YOUR ASSIGNMENT:
Write out exactly the first lines of the listing, ending on the line that contains "fn notify(&self, component: &str, notification: Notification)".
EXERCISE MATERIALS section start
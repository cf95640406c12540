//! ISDN stack end-to-end: Q.921 establishment, a Q.931 call between a
//! CPE and a NET side, and TEI assignment under the engine.

use std::collections::HashMap;
use std::sync::{Arc, Mutex};
use std::time::Duration;

use telsig::config::{Q921Config, Q931Config};
use telsig::engine::{CallEvent, Notification, Notifier, SigComponent};
use telsig::iface::{LoopInterface, SigInterface};
use telsig::isdn::{Q921Link, Q931CallController, Q931State, TeiManager};
use telsig::{Engine, EngineSettings};

struct CallLog {
    events: Mutex<Vec<(String, CallEvent, HashMap<String, String>)>>,
}

impl CallLog {
    fn new() -> Arc<Self> {
        Arc::new(Self { events: Mutex::new(Vec::new()) })
    }

    fn find(&self, component: &str, event: CallEvent) -> Option<HashMap<String, String>> {
        self.events
            .lock()
            .unwrap()
            .iter()
            .find(|(n, e, _)| n == component && *e == event)
            .map(|(_, _, p)| p.clone())
    }
}

impl Notifier for CallLog {
    fn notify(&self, component: &str, notification: Notification) {
        if let Notification::Call { event, params } = notification {
            self.events.lock().unwrap().push((component.to_string(), event, params));
        }
    }
}

#[tokio::test]
async fn q931_call_between_cpe_and_net() {
    let engine = Engine::new(EngineSettings::default(), vec![]);
    let log = CallLog::new();
    engine.set_notifier(log.clone());

    let (if_cpe, if_net) = LoopInterface::pair("briU", "briN");
    let mut q921_cfg = Q921Config::default();
    q921_cfg.auto_restart = false;
    q921_cfg.tei = 0;
    let link_cpe = Q921Link::new("dlCpe", q921_cfg.clone());
    q921_cfg.network = true;
    let link_net = Q921Link::new("dlNet", q921_cfg);
    link_cpe.attach_interface(if_cpe.clone() as Arc<dyn SigInterface>);
    link_net.attach_interface(if_net.clone() as Arc<dyn SigInterface>);

    let ctrl_cpe = Q931CallController::new("q931Cpe", Q931Config::default());
    let ctrl_net = Q931CallController::new("q931Net", Q931Config::default());
    ctrl_cpe.attach_link(link_cpe.clone());
    ctrl_net.attach_link(link_net.clone());
    ctrl_cpe.set_engine(&engine);
    ctrl_net.set_engine(&engine);

    for component in [
        if_cpe.clone() as Arc<dyn SigComponent>,
        if_net.clone() as Arc<dyn SigComponent>,
        link_cpe.clone() as Arc<dyn SigComponent>,
        link_net.clone() as Arc<dyn SigComponent>,
        ctrl_cpe.clone() as Arc<dyn SigComponent>,
        ctrl_net.clone() as Arc<dyn SigComponent>,
    ] {
        engine.attach(component).await;
    }
    engine.run();

    link_cpe.establish();
    tokio::time::sleep(Duration::from_millis(100)).await;
    assert!(link_cpe.established());
    assert!(link_net.established());

    // SETUP toward the network on channel 1
    let call = ctrl_cpe.call("15551234", "15550000", 1).unwrap();
    tokio::time::sleep(Duration::from_millis(100)).await;

    let new_call = log.find("q931Net", CallEvent::NewCall).expect("NewCall on NET side");
    assert_eq!(new_call.get("called").map(String::as_str), Some("15551234"));
    let call_ref: u16 = new_call.get("callref").unwrap().parse().unwrap();
    let net_call = ctrl_net.find_call(call_ref).expect("call present on NET side");
    assert_eq!(net_call.state(), Q931State::CallPresent);

    // Alerting then connect
    ctrl_net.ringing(&net_call).unwrap();
    tokio::time::sleep(Duration::from_millis(100)).await;
    assert_eq!(call.state(), Q931State::CallDelivered);
    assert!(log.find("q931Cpe", CallEvent::Ringing).is_some());

    ctrl_net.answer(&net_call).unwrap();
    tokio::time::sleep(Duration::from_millis(100)).await;
    assert_eq!(call.state(), Q931State::Active);
    assert_eq!(net_call.state(), Q931State::Active);

    // Clear from the CPE side
    ctrl_cpe.hangup(&call, 16).unwrap();
    tokio::time::sleep(Duration::from_millis(150)).await;
    assert_eq!(ctrl_cpe.call_count(), 0);
    assert_eq!(ctrl_net.call_count(), 0);

    engine.stop().await;
}

#[tokio::test]
async fn tei_assignment_then_establishment() {
    let engine = Engine::new(EngineSettings::default(), vec![]);
    let (if_net, if_cpe) = LoopInterface::pair("priN", "priU");

    let mgr_net = TeiManager::new("teiNet", true, 10_000, 500);
    let mgr_cpe = TeiManager::new("teiCpe", false, 10_000, 500);
    mgr_net.attach_interface(if_net.clone() as Arc<dyn SigInterface>);
    mgr_cpe.attach_interface(if_cpe.clone() as Arc<dyn SigInterface>);

    let mut cfg = Q921Config::default();
    cfg.auto_restart = false;
    let link_cpe = Q921Link::new("dlCpe", cfg.clone());
    link_cpe.attach_interface(if_cpe.clone() as Arc<dyn SigInterface>);
    mgr_cpe.add_child(0, link_cpe.clone());
    // The manager stays the interface receiver and demultiplexes
    mgr_cpe.clone().attach_interface(if_cpe.clone() as Arc<dyn SigInterface>);

    for component in [
        if_net.clone() as Arc<dyn SigComponent>,
        if_cpe.clone() as Arc<dyn SigComponent>,
        mgr_net.clone() as Arc<dyn SigComponent>,
        mgr_cpe.clone() as Arc<dyn SigComponent>,
        link_cpe.clone() as Arc<dyn SigComponent>,
    ] {
        engine.attach(component).await;
    }
    engine.run();

    mgr_cpe.request_tei().unwrap();
    tokio::time::sleep(Duration::from_millis(100)).await;
    let tei = mgr_cpe.assigned_tei().expect("TEI assigned by the network");
    assert!((64..=126).contains(&tei));

    // The network binds its own child under the assigned TEI and the
    // data link establishes on it
    cfg.network = true;
    let link_net = Q921Link::new("dlNet", cfg);
    link_net.attach_interface(if_net.clone() as Arc<dyn SigInterface>);
    mgr_net.add_child(tei, link_net.clone());
    mgr_net.clone().attach_interface(if_net.clone() as Arc<dyn SigInterface>);
    engine.attach(link_net.clone() as Arc<dyn SigComponent>).await;

    link_cpe.establish();
    tokio::time::sleep(Duration::from_millis(100)).await;
    assert!(link_cpe.established());
    assert!(link_net.established());
    assert_eq!(link_net.tei(), tei);

    engine.stop().await;
}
EXERCISE MATERIALS section end
RESPONSE TO THIS TASK:
repository cf95640406c12540
//! ISDN stack end-to-end: Q.921 establishment, a Q.931 call between a
//! CPE and a NET side, and TEI assignment under the engine.

use std::collections::HashMap;
use std::sync::{Arc, Mutex};
use std::time::Duration;

use telsig::config::{Q921Config, Q931Config};
use telsig::engine::{CallEvent, Notification, Notifier, SigComponent};
use telsig::iface::{LoopInterface, SigInterface};
use telsig::isdn::{Q921Link, Q931CallController, Q931State, TeiManager};
use telsig::{Engine, EngineSettings};

struct CallLog {
    events: Mutex<Vec<(String, CallEvent, HashMap<String, String>)>>,
}

impl CallLog {
    fn new() -> Arc<Self> {
        Arc::new(Self { events: Mutex::new(Vec::new()) })
    }

    fn find(&self, component: &str, event: CallEvent) -> Option<HashMap<String, String>> {
        self.events
            .lock()
            .unwrap()
            .iter()
            .find(|(n, e, _)| n == component && *e == event)
            .map(|(_, _, p)| p.clone())
    }
}

impl Notifier for CallLog {
    fn notify(&self, component: &str, notification: Notification) {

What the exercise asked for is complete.